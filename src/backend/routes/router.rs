/**
 * Router Configuration
 *
 * The main router creation function combining route configuration with the
 * cross-cutting layers.
 *
 * # Layers
 *
 * - Permissive CORS, since the mobile client calls from a different origin
 * - Request tracing via tower-http
 */

use axum::Router;
use tower_http::cors::CorsLayer;
use tower_http::trace::TraceLayer;

use crate::backend::routes::api_routes::configure_api_routes;
use crate::backend::server::state::AppState;

/// Create the Axum router with all routes configured
pub fn create_router(app_state: AppState) -> Router<()> {
    let router = configure_api_routes(Router::new());

    router
        .fallback(|| async { (axum::http::StatusCode::NOT_FOUND, "404 Not Found") })
        .layer(TraceLayer::new_for_http())
        .layer(CorsLayer::permissive())
        .with_state(app_state)
}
----------------
### Task objective
Filter the records above down to the lines that hold the string "crate".

### Answer below
use crate::backend::routes::api_routes::configure_api_routes;
use crate::backend::server::state::AppState;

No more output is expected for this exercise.